DynamoDB Streams - has 40,000 write capacity units per table
(in most regions).
That
means, if DynamoDB is used as a trigger for a Lambda Function, it cannot have
more than 40,000 writes per second. This limit is very high, and if it is used
with the max configuration, most of the downstream system will not be able to
handle that load and could timeout easily.
b. Lambda Function
It used to be set at 5 minutes, as Lambda was
intended only for small, simple functions with event-driven executions.
However, it proved to be a roadblock for applications like batch applications
and high computation functions which needed more execution time.
Thankfully
AWS increased it, although some purists don't like it as it
defeats the purpose of FaaS being run with small logic only. However, this is a
very high value for regular HTTP APIs and, if not configured at the code level, may
cause timeouts or high cost. We’ll dig deeper into some of those scenarios
shortly.
Concurrent Execution - Lambda has a default limit of 1,000 maximum
concurrent executions allowed at an account level.
That
means it can spin up 1,000 containers for all the functions in an account. If
concurrency is not handled at the function level, it can lead to throttling
issues for all other functions as well.
c. Services
Third Party Services - It depends on the downstream system.
These
configurations also need to be handled for each function, otherwise, it can
cause frequent timeouts.
Now,
let's take a few scenarios and understand how these limits might cause the timeout
errors in a serverless application.
Scenario 1
Problem: A REST API implemented
through a Lambda Function is exposed through API Gateway.
This API is calling a
third-party service to retrieve the data. But for some reason, this third-party
service is not responding. The function has a timeout of 15 minutes, so the
thread will be kept waiting for the response.
However, the threshold limit
for API Gateway is 29 seconds, so the user will receive the timeout error after
29 seconds. Not only is this a poor experience for the user but it will also
result in additional cost.
Solution: For APIs, it’s always better
to define your own timeouts at the function level, which should be very short -
around 3-6 seconds.
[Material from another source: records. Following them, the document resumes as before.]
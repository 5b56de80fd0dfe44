//! End-to-end engine tests against stub capability services
//!
//! Spins up real HTTP stubs for the classifier, analyzers, retrieval,
//! and grower context, then drives observations through the public API
//! and waits for the published diagnosis.

use axum::{
    body::Body,
    http::{Request, StatusCode},
};
use http_body_util::BodyExt;
use serde_json::json;
use std::sync::atomic::{AtomicU32, Ordering};
use std::sync::Arc;
use std::time::Duration;
use tokio_util::sync::CancellationToken;
use tower::util::ServiceExt;

use cropscout_common::events::{EventBus, ScoutEvent};
use cropscout_te::config::{AnalyzerConfig, EngineConfig};
use cropscout_te::AppState;

/// Bind a stub service on an OS-assigned port and return its base URL
async fn spawn_stub(router: axum::Router) -> String {
    let listener = tokio::net::TcpListener::bind("127.0.0.1:0")
        .await
        .expect("bind stub");
    let addr = listener.local_addr().expect("stub addr");
    tokio::spawn(async move {
        let _ = axum::serve(listener, router).await;
    });
    format!("http://{}", addr)
}

fn classifier_stub(label: &'static str, confidence: f64) -> axum::Router {
    use axum::routing::post;
    axum::Router::new().route(
        "/classify",
        post(move || async move {
            axum::Json(json!({
                "classification": label,
                "confidence": confidence,
            }))
        }),
    )
}

fn analyzer_stub(condition: &'static str, confidence: f64, calls: Arc<AtomicU32>) -> axum::Router {
    use axum::routing::post;
    axum::Router::new().route(
        "/analyze",
        post(move || {
            let calls = calls.clone();
            async move {
                calls.fetch_add(1, Ordering::SeqCst);
                axum::Json(json!({
                    "condition": condition,
                    "confidence": confidence,
                    "severity": 0.6,
                    "details": "stub analysis",
                }))
            }
        }),
    )
}

fn context_stub() -> axum::Router {
    use axum::routing::get;
    axum::Router::new().route(
        "/growers/:grower_id/context",
        get(|| async {
            axum::Json(json!({
                "region": "willamette",
                "crop": "hazelnut",
                "weather_summary": "cool and wet",
            }))
        }),
    )
}

fn retrieval_stub() -> axum::Router {
    use axum::routing::post;
    axum::Router::new().route(
        "/retrieve",
        post(|| async {
            axum::Json(json!({
                "passages": [
                    {
                        "reference": "ipm-handbook-12",
                        "excerpt": "Aphid colonies cluster on new growth.",
                        "similarity": 0.82,
                    }
                ]
            }))
        }),
    )
}

struct TestEngine {
    app: axum::Router,
    events: tokio::sync::broadcast::Receiver<ScoutEvent>,
    shutdown: CancellationToken,
    handle: cropscout_te::EngineHandle,
    _dir: tempfile::TempDir,
}

/// Stand up the engine over stub services
async fn start_test_engine(config: EngineConfig) -> TestEngine {
    let dir = tempfile::tempdir().expect("tempdir");
    let db = cropscout_te::db::init_database_pool(&dir.path().join("cropscout.db"))
        .await
        .expect("init database");

    let params = cropscout_te::db::settings::load_engine_params(&db)
        .await
        .expect("load params");
    let event_bus = Arc::new(EventBus::new(64));
    let events = event_bus.subscribe();
    let shutdown = CancellationToken::new();

    let (aggregation, handle) = cropscout_te::start_engine(
        db.clone(),
        event_bus.clone(),
        params,
        &config,
        shutdown.clone(),
    )
    .await
    .expect("start engine");

    let state = AppState::new(db, event_bus, aggregation);
    let app = cropscout_te::build_router(state);

    TestEngine {
        app,
        events,
        shutdown,
        handle,
        _dir: dir,
    }
}

async fn post_json(
    app: &axum::Router,
    uri: &str,
    body: serde_json::Value,
) -> (StatusCode, serde_json::Value) {
    let response = app
        .clone()
        .oneshot(
            Request::builder()
                .method("POST")
                .uri(uri)
                .header("content-type", "application/json")
                .body(Body::from(serde_json::to_string(&body).unwrap()))
                .unwrap(),
        )
        .await
        .unwrap();

    let status = response.status();
    let bytes = response.into_body().collect().await.unwrap().to_bytes();
    let json = serde_json::from_slice(&bytes).unwrap_or(serde_json::Value::Null);
    (status, json)
}

async fn get_json(app: &axum::Router, uri: &str) -> (StatusCode, serde_json::Value) {
    let response = app
        .clone()
        .oneshot(Request::builder().uri(uri).body(Body::empty()).unwrap())
        .await
        .unwrap();

    let status = response.status();
    let bytes = response.into_body().collect().await.unwrap().to_bytes();
    let json = serde_json::from_slice(&bytes).unwrap_or(serde_json::Value::Null);
    (status, json)
}

/// Poll until the window's diagnosis is published
async fn wait_for_diagnosis(app: &axum::Router, window_id: &str) -> serde_json::Value {
    let deadline = tokio::time::Instant::now() + Duration::from_secs(10);
    loop {
        let (status, json) = get_json(app, &format!("/windows/{}/diagnosis", window_id)).await;
        if status == StatusCode::OK {
            return json;
        }
        assert!(
            tokio::time::Instant::now() < deadline,
            "diagnosis for window {} never published",
            window_id
        );
        tokio::time::sleep(Duration::from_millis(50)).await;
    }
}

async fn stop(engine: TestEngine) {
    engine.shutdown.cancel();
    let _ = tokio::time::timeout(Duration::from_secs(5), engine.handle.pipeline).await;
    let _ = tokio::time::timeout(Duration::from_secs(5), engine.handle.sweeper).await;
}

#[tokio::test]
async fn test_critical_observation_flows_to_diagnosis() {
    let pest_calls = Arc::new(AtomicU32::new(0));
    let pathology_calls = Arc::new(AtomicU32::new(0));

    let config = EngineConfig {
        classifier_url: spawn_stub(classifier_stub("pest_pressure", 0.9)).await,
        context_url: spawn_stub(context_stub()).await,
        retrieval_url: spawn_stub(retrieval_stub()).await,
        analyzers: vec![
            AnalyzerConfig {
                id: "pest".to_string(),
                endpoint: spawn_stub(analyzer_stub("aphid infestation", 0.85, pest_calls.clone()))
                    .await,
                domain: "pest_management".to_string(),
            },
            AnalyzerConfig {
                id: "pathology".to_string(),
                endpoint: spawn_stub(analyzer_stub("leaf blight", 0.4, pathology_calls.clone()))
                    .await,
                domain: "plant_pathology".to_string(),
            },
        ],
        routes: Vec::new(),
    };

    let mut engine = start_test_engine(config).await;

    // Critical severity promotes the window on its first event
    let (status, submitted) = post_json(
        &engine.app,
        "/observations",
        json!({
            "grower_id": "grower-e2e",
            "severity_hint": 0.9,
            "payload": {"note": "sticky residue and curled leaves"}
        }),
    )
    .await;
    assert_eq!(status, StatusCode::ACCEPTED);
    assert_eq!(submitted["ready_trigger"], "critical_bypass");

    let window_id = submitted["window_id"].as_str().expect("window id");
    let diagnosis = wait_for_diagnosis(&engine.app, window_id).await;

    assert_eq!(diagnosis["grower_id"], "grower-e2e");
    assert_eq!(diagnosis["window_id"], submitted["window_id"]);
    assert_eq!(diagnosis["triage"]["classification"], "pest_pressure");
    assert_eq!(diagnosis["triage"]["flagged_for_review"], false);

    // High confidence routes the primary analyzer alone
    let findings = diagnosis["findings"].as_array().expect("findings");
    assert_eq!(findings.len(), 1);
    assert_eq!(findings[0]["analyzer_id"], "pest");
    assert_eq!(findings[0]["condition"], "aphid infestation");
    assert_eq!(findings[0]["succeeded"], true);
    assert_eq!(pest_calls.load(Ordering::SeqCst), 1);
    assert_eq!(pathology_calls.load(Ordering::SeqCst), 0);

    // Retrieved passages surface as citations
    let citations = findings[0]["citations"].as_array().expect("citations");
    assert_eq!(citations.len(), 1);
    assert_eq!(citations[0]["domain"], "pest_management");
    assert_eq!(citations[0]["reference"], "ipm-handbook-12");

    // Window reached its terminal state
    let (_, window) = get_json(&engine.app, &format!("/windows/{}", window_id)).await;
    assert_eq!(window["status"], "triaged");

    // DiagnosisReady went out over the bus
    let mut saw_ready = false;
    while let Ok(event) = engine.events.try_recv() {
        if let ScoutEvent::DiagnosisReady {
            window_id: ready_window,
            top_condition,
            ..
        } = event
        {
            assert_eq!(ready_window.to_string(), window_id);
            assert_eq!(top_condition.as_deref(), Some("aphid infestation"));
            saw_ready = true;
        }
    }
    assert!(saw_ready, "expected a DiagnosisReady event");

    stop(engine).await;
}

#[tokio::test]
async fn test_moderate_confidence_consults_plausible_set() {
    let pest_calls = Arc::new(AtomicU32::new(0));
    let pathology_calls = Arc::new(AtomicU32::new(0));

    let config = EngineConfig {
        classifier_url: spawn_stub(classifier_stub("pest_pressure", 0.5)).await,
        context_url: spawn_stub(context_stub()).await,
        // Retrieval disabled; analyzers degrade to no knowledge context
        retrieval_url: String::new(),
        analyzers: vec![
            AnalyzerConfig {
                id: "pest".to_string(),
                endpoint: spawn_stub(analyzer_stub("thrips damage", 0.55, pest_calls.clone()))
                    .await,
                domain: "pest_management".to_string(),
            },
            AnalyzerConfig {
                id: "pathology".to_string(),
                endpoint: spawn_stub(analyzer_stub("downy mildew", 0.7, pathology_calls.clone()))
                    .await,
                domain: "plant_pathology".to_string(),
            },
        ],
        routes: Vec::new(),
    };

    let engine = start_test_engine(config).await;

    let (_, submitted) = post_json(
        &engine.app,
        "/observations",
        json!({
            "grower_id": "grower-mid",
            "severity_hint": 0.85,
            "payload": {"note": "patchy silvering on leaves"}
        }),
    )
    .await;
    let window_id = submitted["window_id"].as_str().expect("window id");

    let diagnosis = wait_for_diagnosis(&engine.app, window_id).await;

    // Medium confidence consults the plausible set without flagging
    assert_eq!(diagnosis["triage"]["classification"], "pest_pressure");
    assert_eq!(diagnosis["triage"]["flagged_for_review"], false);
    assert_eq!(pest_calls.load(Ordering::SeqCst), 1);
    assert_eq!(pathology_calls.load(Ordering::SeqCst), 1);

    // Findings are concatenated and ordered by confidence
    let findings = diagnosis["findings"].as_array().expect("findings");
    assert_eq!(findings.len(), 2);
    assert_eq!(findings[0]["condition"], "downy mildew");
    assert_eq!(findings[1]["condition"], "thrips damage");

    // Degraded retrieval is noted in the finding details
    let details = findings[0]["details"].as_str().expect("details");
    assert!(details.contains("analyzed without knowledge context"));

    stop(engine).await;
}

#[tokio::test]
async fn test_low_confidence_flags_for_review_and_routes_all() {
    let pest_calls = Arc::new(AtomicU32::new(0));
    let pathology_calls = Arc::new(AtomicU32::new(0));

    let config = EngineConfig {
        classifier_url: spawn_stub(classifier_stub("water_stress", 0.2)).await,
        context_url: spawn_stub(context_stub()).await,
        retrieval_url: String::new(),
        analyzers: vec![
            AnalyzerConfig {
                id: "pest".to_string(),
                endpoint: spawn_stub(analyzer_stub("spider mites", 0.3, pest_calls.clone())).await,
                domain: "pest_management".to_string(),
            },
            AnalyzerConfig {
                id: "pathology".to_string(),
                endpoint: spawn_stub(analyzer_stub("root rot", 0.45, pathology_calls.clone()))
                    .await,
                domain: "plant_pathology".to_string(),
            },
        ],
        routes: Vec::new(),
    };

    let engine = start_test_engine(config).await;

    let (_, submitted) = post_json(
        &engine.app,
        "/observations",
        json!({"grower_id": "grower-low", "severity_hint": 0.9}),
    )
    .await;
    let window_id = submitted["window_id"].as_str().expect("window id");

    let diagnosis = wait_for_diagnosis(&engine.app, window_id).await;

    // Below the review threshold the classification is discarded and
    // every routed analyzer weighs in
    assert_eq!(diagnosis["triage"]["classification"], "unknown");
    assert_eq!(diagnosis["triage"]["flagged_for_review"], true);
    assert!(pest_calls.load(Ordering::SeqCst) >= 1);
    assert!(pathology_calls.load(Ordering::SeqCst) >= 1);

    // The routing table names four analyzers but only two are deployed;
    // the missing ones surface as failed findings after the successes
    let findings = diagnosis["findings"].as_array().expect("findings");
    assert_eq!(findings.len(), 4);
    assert_eq!(findings[0]["succeeded"], true);
    assert_eq!(findings[1]["succeeded"], true);
    assert_eq!(findings[2]["succeeded"], false);
    assert_eq!(findings[3]["succeeded"], false);

    stop(engine).await;
}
Setting the short timeout will ensure that we don't wait
for an unreasonable time for a downstream response and cause a timeout.
Scenario 2
Problem: REST API is calling multiple
services. It's calling a DynamoDB table to retrieve data, calling an API, and
then storing the data back in the DynamoDB table.
If the API is not responding,
the function will wait for the response until it reaches the timeout set at the
function level (let's assume 6s), and then timeout. Here one integration
point is causing the whole function to timeout.
Solution: For each integration point,
the timeout needs to be set so that the function can handle the timeout error
and process the request with the available data and doesn't waste the execution
time. So here, for all 3 integrations, the timeout limit has to be defined to
handle the response in an effective way.
Scenario 3
Problem: In order to solve the above
two problems, most developers use a fixed timeout limit at the function and
integration level hardcoded in the code/config. However, it doesn't make full
use of the execution time and can cause problems.
- If it is too short, it doesn't give the request the
opportunity to succeed. For example, there's 6s left in the invocation but
we had set timeout to 3s at the integration level.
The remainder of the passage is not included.